Debate needed on future of the age pension

Illustration: Toby Wilkinson

By any measure, Australia has a generous pension system. As a retirement safety net, it serves as a key part of the “fair go” attitude that we see as intrinsically Australian. That is why there is always an unholy clamour whenever a government even hints that it might look at tightening access to the age pension or limiting future increases in the payment.

In a way this is understandable. A nation with the wealth of Australia should always make certain that people who have worked hard and paid taxes over many decades should be looked after on the public purse. But this approach begs several questions. Should this apply to all retirees? What of those who are independently wealthy? How far should this generosity stretch?

The Abbott Government looks set to examine these questions. After a submission from the Australian Council of Social Service to cut the assets threshold for pension access, Social Services Minister Scott Morrison said he was looking seriously at such a move.

Under current rules, a retired couple can own assets of up to $1.1 million, not including the family home, and still get a part-pension. The pension may be only a few dollars a fortnight and mean little in itself, but the benefits that come with it — cheaper prescription medicines and discounts on a range of bills, most at a cost to taxpayers — are highly prized.

Two things should be central to the pension system. The payment should be fair in providing a realistic safety net for retirees without adequate savings of their own. And it should be sustainable. Taxpayers have to fund the pension and there is a limit to how much they can contribute from their own earnings, especially as the proportion of taxpayers to retirees is forecast to increase significantly over the next 40 years.
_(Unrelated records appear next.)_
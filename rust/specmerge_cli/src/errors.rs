use specmerge::errors::ConsolidationError;

#[derive(Debug)]
pub enum CliError {
    Config {
        source: String,
    },
    ParseError {
        msg: String,
    },
    Io {
        source: String,
        path: Option<String>,
    },
    Consolidation {
        source: String,
    },
    /// The run was canceled before every file was drained.
    Canceled,
}

impl std::fmt::Display for CliError {
    fn fmt(&self, f: &mut std::fmt::Formatter<'_>) -> std::fmt::Result {
        match self {
            CliError::Config { source } => write!(f, "Error interpreting the config: {}", source),
            CliError::ParseError { msg } => write!(f, "Error parsing config: {}", msg),
            CliError::Io { source, path } => {
                if let Some(path) = path {
                    write!(f, "Error reading file {}: {}", path, source)
                } else {
                    write!(f, "Error reading file: {}", source)
                }
            }
            CliError::Consolidation { source } => {
                write!(f, "Error consolidating identifications: {}", source)
            }
            CliError::Canceled => write!(f, "Run canceled before completion"),
        }
    }
}

impl From<ConsolidationError> for CliError {
    fn from(e: ConsolidationError) -> Self {
        CliError::Consolidation {
            source: format!("{}", e),
        }
    }
}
Mr Morrison’s willingness to put pension eligibility up for debate is a welcome signal that he is interested in engaging in the question of equity as a means to Budget repair. It is a better approach to the quest for savings than the Government’s last effort. In the Federal Budget last year, Treasurer Joe Hockey took a stab at limiting growth in pensions but went about it the wrong way. He wanted to peg pensions to the CPI rather than the usually higher growth in average weekly earnings. In opposing this shift, Labor pointed out it would erode the pension by $80 a week within 10 years.

It is crucial that assessment of the pension looks at the broader picture. Changes should not be considered in isolation from the impact on superannuation and the tax system. The focus should be on how to encourage people, as much as possible, to prepare for their own retirement through superannuation savings. The pension should be seen as a back-up for those who really need it. A thorough review that takes all these issues into account will set the stage for an important debate.

Opposition Leader Bill Shorten might see an opportunity for a scare campaign but he must accept that current growth in the age pension is not sustainable in the long term. Labor should engage in this debate, rather than shut its eyes to the looming problem.